To compare something between two applicaions, you need to let lgdb and CCDB know the name of the variable, and the location where a comparison is to be made, and how the data is distributed over MPI processes. For these, lgdb and CCDB use 3 entities:

  • PE set: A set of MPI processes
  • Decomposition: How a variable is distributed over the MPI processes in a PE set
  • Assertion script: A collection of mathematical relationships (e.g., equality) to be tested

Please see the man page man lgdb for usage information about lgdb's comparative debugging feature. Cray's 'XC Series Programming Environment User Guide,' available from here provides info on how to use the tool.
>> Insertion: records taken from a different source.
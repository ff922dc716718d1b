use std::collections::BTreeMap;

use crate::config::ShardingStrategyType;
use crate::instance::JobInstance;

/// Items owned by each instance.
pub type ShardingAssignment = BTreeMap<JobInstance, Vec<u32>>;

/// Decides which instance owns which sharding item.
///
/// Implementations must be pure: the same instance list, job name and total
/// count always produce the same assignment, so a new leader recomputing
/// after a crash writes exactly what the old one would have.
pub trait JobShardingStrategy: Send + Sync {
    fn sharding(&self, instances: &[JobInstance], job_name: &str, total: u32) -> ShardingAssignment;

    fn strategy_type(&self) -> ShardingStrategyType;
}

/// Splits `total` items into contiguous blocks of `total / n`, then hands the
/// `total % n` leftovers to the first instances one each.
///
/// 3 instances, 10 items: `[0,1,2,9]`, `[3,4,5]`, `[6,7,8]`.
#[derive(Debug, Default, Clone, Copy)]
pub struct AverageAllocation;

impl AverageAllocation {
    fn allocate(instances: &[JobInstance], total: u32) -> ShardingAssignment {
        let mut result = ShardingAssignment::new();
        if instances.is_empty() {
            return result;
        }
        let n = instances.len() as u32;
        let per_instance = total / n;
        for (i, instance) in instances.iter().enumerate() {
            let start = i as u32 * per_instance;
            result.insert(instance.clone(), (start..start + per_instance).collect());
        }
        let assigned = per_instance * n;
        for (offset, item) in (assigned..total).enumerate() {
            if let Some(items) = result.get_mut(&instances[offset]) {
                items.push(item);
            }
        }
        result
    }
}

impl JobShardingStrategy for AverageAllocation {
    fn sharding(&self, instances: &[JobInstance], _job_name: &str, total: u32) -> ShardingAssignment {
        Self::allocate(instances, total)
    }

    fn strategy_type(&self) -> ShardingStrategyType {
        ShardingStrategyType::AverageAllocation
    }
}

/// Rotates the instance list by `|hash(job_name)| mod n` before averaging, so
/// jobs sharing a fleet do not all put item 0 on the same instance.
#[derive(Debug, Default, Clone, Copy)]
pub struct RoundRobinByName;

impl JobShardingStrategy for RoundRobinByName {
    fn sharding(&self, instances: &[JobInstance], job_name: &str, total: u32) -> ShardingAssignment {
        if instances.is_empty() {
            return ShardingAssignment::new();
        }
        let offset = name_hash(job_name).unsigned_abs() as usize % instances.len();
        let mut rotated = instances.to_vec();
        rotated.rotate_left(offset);
        AverageAllocation::allocate(&rotated, total)
    }

    fn strategy_type(&self) -> ShardingStrategyType {
        ShardingStrategyType::RoundRobin
    }
}

/// Averages over the instance list in ascending order for odd name hashes and
/// descending order for even ones.
#[derive(Debug, Default, Clone, Copy)]
pub struct OdevityByName;

impl JobShardingStrategy for OdevityByName {
    fn sharding(&self, instances: &[JobInstance], job_name: &str, total: u32) -> ShardingAssignment {
        let mut ordered = instances.to_vec();
        if name_hash(job_name) % 2 == 0 {
            ordered.reverse();
        }
        AverageAllocation::allocate(&ordered, total)
    }

    fn strategy_type(&self) -> ShardingStrategyType {
        ShardingStrategyType::Odevity
    }
}

/// 32-bit `h = 31 * h + c` hash over UTF-16 code units. Stable across
/// processes and platforms, unlike `std`'s randomized hashers.
pub fn name_hash(name: &str) -> i32 {
    name.encode_utf16()
        .fold(0i32, |h, c| h.wrapping_mul(31).wrapping_add(c as i32))
}

pub fn strategy_for(strategy_type: ShardingStrategyType) -> Box<dyn JobShardingStrategy> {
    match strategy_type {
        ShardingStrategyType::AverageAllocation => Box::new(AverageAllocation),
        ShardingStrategyType::RoundRobin => Box::new(RoundRobinByName),
        ShardingStrategyType::Odevity => Box::new(OdevityByName),
    }
}
use thiserror::Error;

#[derive(Error, Debug)]
pub enum CoordError {
    #[error("Registry error: {0}")]
    Registry(String),

    #[error("Serialization error: {0}")]
    Serialization(#[from] serde_json::Error),

    #[error("Job '{job_name}' is registered as type '{registered}', local job type is '{local}'")]
    ConfigConflict {
        job_name: String,
        registered: String,
        local: String,
    },

    #[error("Invalid job configuration: {0}")]
    InvalidConfig(String),

    #[error("Job not found: {0}")]
    JobNotFound(String),

    #[error("Clock skew between job server and registry is {time_diff_seconds}s, exceeding the tolerated {max_time_diff_seconds}s")]
    ExecutionEnvironment {
        max_time_diff_seconds: i64,
        time_diff_seconds: i64,
    },

    #[error("Timed out waiting for latch: {0}")]
    LockTimeout(String),

    #[error("Job '{job_name}' failed: {source}")]
    JobFailed {
        job_name: String,
        #[source]
        source: JobError,
    },

    #[error("Job is shut down: {0}")]
    Shutdown(String),

    #[error("Internal error: {0}")]
    Internal(String),
}

impl CoordError {
    /// Whether a retry on the next tick may succeed.
    pub fn is_transient(&self) -> bool {
        matches!(self, CoordError::Registry(_) | CoordError::LockTimeout(_))
    }
}

pub type Result<T> = std::result::Result<T, CoordError>;

/// Failure reported by user job code for one sharding item.
#[derive(Error, Debug, Clone, PartialEq, Eq)]
#[error("{0}")]
pub struct JobError(pub String);

impl JobError {
    pub fn new(message: impl Into<String>) -> Self {
        Self(message.into())
    }
}

impl From<&str> for JobError {
    fn from(message: &str) -> Self {
        Self(message.to_string())
    }
}

impl From<String> for JobError {
    fn from(message: String) -> Self {
        Self(message)
    }
}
The tutorial manual uses example codes that are provided in the lgdb distribution package. You can build executables using the provided script as follows:

nersc$ module load cray-lgdb
nersc$ cp -R $CRAY_LGDB_DIR/demos/hpcc_demo .  # copy the entire directory to the current directory
nersc$ cd hpcc_demo
nersc$ module swap PrgEnv-intel PrgEnv-cray    # its Makefile uses the Cray compiler
nersc$ ./

This will build two binaries, hpcc_working and hpcc_broken.

CCDB Example

To use:

nersc$ salloc -N 2 -t 30:00 -q debug           # request enough nodes for launching two applications
nersc$ module load cray-ccdb
nersc$ ccdb

Then, launch two applications from the CCDB window.

Below is an assertion script which tests whether the 6 variables have the same values between the applications, at line 418 of HPL_pdtest.c. It shows that resid0 and XmormI have different values between the applications and therefore both applications have stopped at line 418.